[Dataset excerpts]

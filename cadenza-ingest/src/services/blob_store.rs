//! Durable blob storage for song audio
//!
//! Keys are `<sha256><.ext>`, derived from content, so placing the same
//! content twice is a no-op.

use std::path::{Path, PathBuf};
use thiserror::Error;
use tokio::fs;
use tokio::io::{AsyncRead, AsyncSeek, AsyncWriteExt};

#[derive(Debug, Error)]
pub enum BlobError {
    #[error("Blob not found: {0}")]
    NotFound(String),

    #[error("Invalid blob key: {0}")]
    InvalidKey(String),

    #[error("IO error: {0}")]
    Io(#[from] std::io::Error),
}

impl From<BlobError> for cadenza_common::Error {
    fn from(err: BlobError) -> Self {
        match err {
            BlobError::NotFound(key) => cadenza_common::Error::NotFound(format!("Blob {}", key)),
            BlobError::InvalidKey(key) => cadenza_common::Error::InvalidInput(format!("Blob key {}", key)),
            BlobError::Io(e) => cadenza_common::Error::Io(e),
        }
    }
}

/// Seekable blob content
pub trait BlobReader: AsyncRead + AsyncSeek + Send + Unpin {}

impl<T: AsyncRead + AsyncSeek + Send + Unpin> BlobReader for T {}

/// Object store keyed by content-derived keys
#[async_trait::async_trait]
pub trait BlobStore: Send + Sync {
    /// Store `size` bytes from `reader` under `key`
    async fn put(
        &self,
        key: &str,
        reader: &mut (dyn AsyncRead + Send + Unpin),
        size: u64,
        content_type: &str,
    ) -> Result<(), BlobError>;

    /// Open a stored blob for (seekable) streaming
    async fn get(&self, key: &str) -> Result<Box<dyn BlobReader>, BlobError>;

    async fn exists(&self, key: &str) -> Result<bool, BlobError>;
}

/// Blob key for content: hash plus the original extension, lowercased
pub fn blob_key(content_hash: &str, original: &Path) -> String {
    match original.extension().and_then(|e| e.to_str()) {
        Some(ext) if !ext.is_empty() => format!("{}.{}", content_hash, ext.to_lowercase()),
        _ => content_hash.to_string(),
    }
}

/// Local filesystem store
///
/// Blobs live at `<root>/<first two key chars>/<key>`. Writes go through a
/// temporary file and a rename so readers never observe partial content.
#[derive(Debug, Clone)]
pub struct FsBlobStore {
    root: PathBuf,
}

impl FsBlobStore {
    pub fn new(root: impl Into<PathBuf>) -> Self {
        Self { root: root.into() }
    }

    fn blob_path(&self, key: &str) -> Result<PathBuf, BlobError> {
        let valid = key.len() >= 2
            && !key.starts_with('.')
            && key.chars().all(|c| c.is_ascii_alphanumeric() || c == '.');
        if !valid {
            return Err(BlobError::InvalidKey(key.to_string()));
        }

        Ok(self.root.join(&key[..2]).join(key))
    }
}

#[async_trait::async_trait]
impl BlobStore for FsBlobStore {
    async fn put(
        &self,
        key: &str,
        reader: &mut (dyn AsyncRead + Send + Unpin),
        size: u64,
        content_type: &str,
    ) -> Result<(), BlobError> {
        let path = self.blob_path(key)?;

        if fs::try_exists(&path).await? {
            tracing::debug!(key, "Blob already stored");
            return Ok(());
        }

        let parent = path
            .parent()
            .ok_or_else(|| BlobError::InvalidKey(key.to_string()))?;
        fs::create_dir_all(parent).await?;

        let tmp_path = parent.join(format!(".{}.{}.tmp", key, uuid::Uuid::new_v4()));
        let written = async {
            let mut out = fs::File::create(&tmp_path).await?;
            let copied = tokio::io::copy(&mut *reader, &mut out).await?;
            out.flush().await?;
            out.sync_all().await?;
            Ok::<u64, std::io::Error>(copied)
        }
        .await;

        let copied = match written {
            Ok(copied) => copied,
            Err(e) => {
                let _ = fs::remove_file(&tmp_path).await;
                return Err(e.into());
            }
        };

        if copied != size {
            let _ = fs::remove_file(&tmp_path).await;
            return Err(BlobError::Io(std::io::Error::new(
                std::io::ErrorKind::UnexpectedEof,
                format!("expected {} bytes for {}, copied {}", size, key, copied),
            )));
        }

        // Concurrent writers of the same key carry identical bytes; last
        // rename wins harmlessly.
        if let Err(e) = fs::rename(&tmp_path, &path).await {
            let _ = fs::remove_file(&tmp_path).await;
            return Err(e.into());
        }

        tracing::debug!(key, bytes = copied, content_type, "Stored blob");
        Ok(())
    }

    async fn get(&self, key: &str) -> Result<Box<dyn BlobReader>, BlobError> {
        let path = self.blob_path(key)?;
        match fs::File::open(&path).await {
            Ok(file) => Ok(Box::new(file)),
            Err(e) if e.kind() == std::io::ErrorKind::NotFound => {
                Err(BlobError::NotFound(key.to_string()))
            }
            Err(e) => Err(e.into()),
        }
    }

    async fn exists(&self, key: &str) -> Result<bool, BlobError> {
        let path = self.blob_path(key)?;
        Ok(fs::try_exists(&path).await?)
    }
}

#[cfg(test)]
mod tests {
    use super::*;
    use tokio::io::{AsyncReadExt, AsyncSeekExt};

    #[test]
    fn test_blob_key_lowercases_extension() {
        assert_eq!(blob_key("abc123", Path::new("/tmp/Song.MP3")), "abc123.mp3");
        assert_eq!(blob_key("abc123", Path::new("/tmp/noext")), "abc123");
    }

    #[tokio::test]
    async fn test_put_get_roundtrip_and_seek() {
        let dir = tempfile::tempdir().unwrap();
        let store = FsBlobStore::new(dir.path());
        let data = b"0123456789".to_vec();

        store
            .put("ab12.wav", &mut data.as_slice(), data.len() as u64, "audio/wav")
            .await
            .unwrap();
        assert!(store.exists("ab12.wav").await.unwrap());
        assert!(dir.path().join("ab").join("ab12.wav").is_file());

        let mut reader = store.get("ab12.wav").await.unwrap();
        reader.seek(std::io::SeekFrom::Start(6)).await.unwrap();
        let mut tail = String::new();
        reader.read_to_string(&mut tail).await.unwrap();
        assert_eq!(tail, "6789");
    }

    #[tokio::test]
    async fn test_second_put_is_noop() {
        let dir = tempfile::tempdir().unwrap();
        let store = FsBlobStore::new(dir.path());

        store.put("cd34.mp3", &mut &b"first"[..], 5, "audio/mpeg").await.unwrap();
        store.put("cd34.mp3", &mut &b"other"[..], 5, "audio/mpeg").await.unwrap();

        let stored = std::fs::read(dir.path().join("cd").join("cd34.mp3")).unwrap();
        assert_eq!(stored, b"first");
    }

    #[tokio::test]
    async fn test_missing_and_invalid_keys() {
        let dir = tempfile::tempdir().unwrap();
        let store = FsBlobStore::new(dir.path());

        assert!(matches!(store.get("ef56.ogg").await, Err(BlobError::NotFound(_))));
        assert!(matches!(store.get("../etc/passwd").await, Err(BlobError::InvalidKey(_))));
        assert!(!store.exists("ef56.ogg").await.unwrap());
    }

    #[tokio::test]
    async fn test_short_stream_is_rejected() {
        let dir = tempfile::tempdir().unwrap();
        let store = FsBlobStore::new(dir.path());

        let result = store.put("aa99.mp3", &mut &b"abc"[..], 10, "audio/mpeg").await;
        assert!(matches!(result, Err(BlobError::Io(_))));
        assert!(!store.exists("aa99.mp3").await.unwrap());
    }
}
//! Utility modules

pub mod db_retry;
pub mod pool_monitor;
pub mod trigram;

pub use db_retry::{retry_on_lock, DEFAULT_MAX_LOCK_WAIT_MS};
pub use pool_monitor::{begin_monitored, MonitoredTransaction};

[Task description] Return every line of the data unchanged.

[Finished exercise]
filename cadenza-ingest/src/services/blob_store.rs
//! Durable blob storage for song audio
//!
//! Keys are `<sha256><.ext>`, derived from content, so placing the same
//! content twice is a no-op.

use std::path::{Path, PathBuf};
use thiserror::Error;
use tokio::fs;
use tokio::io::{AsyncRead, AsyncSeek, AsyncWriteExt};

#[derive(Debug, Error)]
pub enum BlobError {
    #[error("Blob not found: {0}")]
    NotFound(String),

    #[error("Invalid blob key: {0}")]
    InvalidKey(String),

    #[error("IO error: {0}")]
    Io(#[from] std::io::Error),
}

impl From<BlobError> for cadenza_common::Error {
    fn from(err: BlobError) -> Self {
        match err {
            BlobError::NotFound(key) => cadenza_common::Error::NotFound(format!("Blob {}", key)),
            BlobError::InvalidKey(key) => cadenza_common::Error::InvalidInput(format!("Blob key {}", key)),
            BlobError::Io(e) => cadenza_common::Error::Io(e),
        }
    }
}

/// Seekable blob content
pub trait BlobReader: AsyncRead + AsyncSeek + Send + Unpin {}

impl<T: AsyncRead + AsyncSeek + Send + Unpin> BlobReader for T {}

/// Object store keyed by content-derived keys
#[async_trait::async_trait]
pub trait BlobStore: Send + Sync {
    /// Store `size` bytes from `reader` under `key`
    async fn put(
        &self,
        key: &str,
        reader: &mut (dyn AsyncRead + Send + Unpin),
        size: u64,
        content_type: &str,
    ) -> Result<(), BlobError>;

    /// Open a stored blob for (seekable) streaming
    async fn get(&self, key: &str) -> Result<Box<dyn BlobReader>, BlobError>;

    async fn exists(&self, key: &str) -> Result<bool, BlobError>;
}

/// Blob key for content: hash plus the original extension, lowercased
pub fn blob_key(content_hash: &str, original: &Path) -> String {
    match original.extension().and_then(|e| e.to_str()) {
        Some(ext) if !ext.is_empty() => format!("{}.{}", content_hash, ext.to_lowercase()),
        _ => content_hash.to_string(),
    }
}

/// Local filesystem store
///
/// Blobs live at `<root>/<first two key chars>/<key>`. Writes go through a
/// temporary file and a rename so readers never observe partial content.
#[derive(Debug, Clone)]
pub struct FsBlobStore {
    root: PathBuf,
}

impl FsBlobStore {
    pub fn new(root: impl Into<PathBuf>) -> Self {
        Self { root: root.into() }
    }

    fn blob_path(&self, key: &str) -> Result<PathBuf, BlobError> {
        let valid = key.len() >= 2
            && !key.starts_with('.')
            && key.chars().all(|c| c.is_ascii_alphanumeric() || c == '.');
        if !valid {
            return Err(BlobError::InvalidKey(key.to_string()));
        }

        Ok(self.root.join(&key[..2]).join(key))
    }
}

#[async_trait::async_trait]
impl BlobStore for FsBlobStore {
    async fn put(
        &self,
        key: &str,
        reader: &mut (dyn AsyncRead + Send + Unpin),
        size: u64,
        content_type: &str,
    ) -> Result<(), BlobError> {
        let path = self.blob_path(key)?;

        if fs::try_exists(&path).await? {
            tracing::debug!(key, "Blob already stored");
            return Ok(());
        }

        let parent = path
            .parent()
            .ok_or_else(|| BlobError::InvalidKey(key.to_string()))?;
        fs::create_dir_all(parent).await?;

        let tmp_path = parent.join(format!(".{}.{}.tmp", key, uuid::Uuid::new_v4()));
        let written = async {
            let mut out = fs::File::create(&tmp_path).await?;
            let copied = tokio::io::copy(&mut *reader, &mut out).await?;
            out.flush().await?;
            out.sync_all().await?;
            Ok::<u64, std::io::Error>(copied)
        }
        .await;

        let copied = match written {
            Ok(copied) => copied,
            Err(e) => {
                let _ = fs::remove_file(&tmp_path).await;
                return Err(e.into());
            }
        };

        if copied != size {
            let _ = fs::remove_file(&tmp_path).await;
            return Err(BlobError::Io(std::io::Error::new(
                std::io::ErrorKind::UnexpectedEof,
                format!("expected {} bytes for {}, copied {}", size, key, copied),
            )));
        }

        // Concurrent writers of the same key carry identical bytes; last
        // rename wins harmlessly.
        if let Err(e) = fs::rename(&tmp_path, &path).await {
            let _ = fs::remove_file(&tmp_path).await;
            return Err(e.into());
        }

        tracing::debug!(key, bytes = copied, content_type, "Stored blob");
        Ok(())
    }

    async fn get(&self, key: &str) -> Result<Box<dyn BlobReader>, BlobError> {
        let path = self.blob_path(key)?;
        match fs::File::open(&path).await {
            Ok(file) => Ok(Box::new(file)),
            Err(e) if e.kind() == std::io::ErrorKind::NotFound => {
                Err(BlobError::NotFound(key.to_string()))
            }
            Err(e) => Err(e.into()),
        }
    }

    async fn exists(&self, key: &str) -> Result<bool, BlobError> {
        let path = self.blob_path(key)?;
        Ok(fs::try_exists(&path).await?)
    }
}

#[cfg(test)]
mod tests {
    use super::*;
    use tokio::io::{AsyncReadExt, AsyncSeekExt};

    #[test]
    fn test_blob_key_lowercases_extension() {
        assert_eq!(blob_key("abc123", Path::new("/tmp/Song.MP3")), "abc123.mp3");
        assert_eq!(blob_key("abc123", Path::new("/tmp/noext")), "abc123");
    }

    #[tokio::test]
    async fn test_put_get_roundtrip_and_seek() {
        let dir = tempfile::tempdir().unwrap();
        let store = FsBlobStore::new(dir.path());
        let data = b"0123456789".to_vec();

        store
            .put("ab12.wav", &mut data.as_slice(), data.len() as u64, "audio/wav")
            .await
            .unwrap();
        assert!(store.exists("ab12.wav").await.unwrap());
        assert!(dir.path().join("ab").join("ab12.wav").is_file());

        let mut reader = store.get("ab12.wav").await.unwrap();
        reader.seek(std::io::SeekFrom::Start(6)).await.unwrap();
        let mut tail = String::new();
        reader.read_to_string(&mut tail).await.unwrap();
        assert_eq!(tail, "6789");
    }

    #[tokio::test]
    async fn test_second_put_is_noop() {
        let dir = tempfile::tempdir().unwrap();
        let store = FsBlobStore::new(dir.path());

        store.put("cd34.mp3", &mut &b"first"[..], 5, "audio/mpeg").await.unwrap();
        store.put("cd34.mp3", &mut &b"other"[..], 5, "audio/mpeg").await.unwrap();

        let stored = std::fs::read(dir.path().join("cd").join("cd34.mp3")).unwrap();
        assert_eq!(stored, b"first");
    }

    #[tokio::test]
    async fn test_missing_and_invalid_keys() {
        let dir = tempfile::tempdir().unwrap();
        let store = FsBlobStore::new(dir.path());

        assert!(matches!(store.get("ef56.ogg").await, Err(BlobError::NotFound(_))));
        assert!(matches!(store.get("../etc/passwd").await, Err(BlobError::InvalidKey(_))));
        assert!(!store.exists("ef56.ogg").await.unwrap());
    }

    #[tokio::test]
    async fn test_short_stream_is_rejected() {
        let dir = tempfile::tempdir().unwrap();
        let store = FsBlobStore::new(dir.path());

        let result = store.put("aa99.mp3", &mut &b"abc"[..], 10, "audio/mpeg").await;
        assert!(matches!(result, Err(BlobError::Io(_))));
        assert!(!store.exists("aa99.mp3").await.unwrap());
    }
}
//! Utility modules

pub mod db_retry;
pub mod pool_monitor;
pub mod trigram;

pub use db_retry::{retry_on_lock, DEFAULT_MAX_LOCK_WAIT_MS};
pub use pool_monitor::{begin_monitored, MonitoredTransaction};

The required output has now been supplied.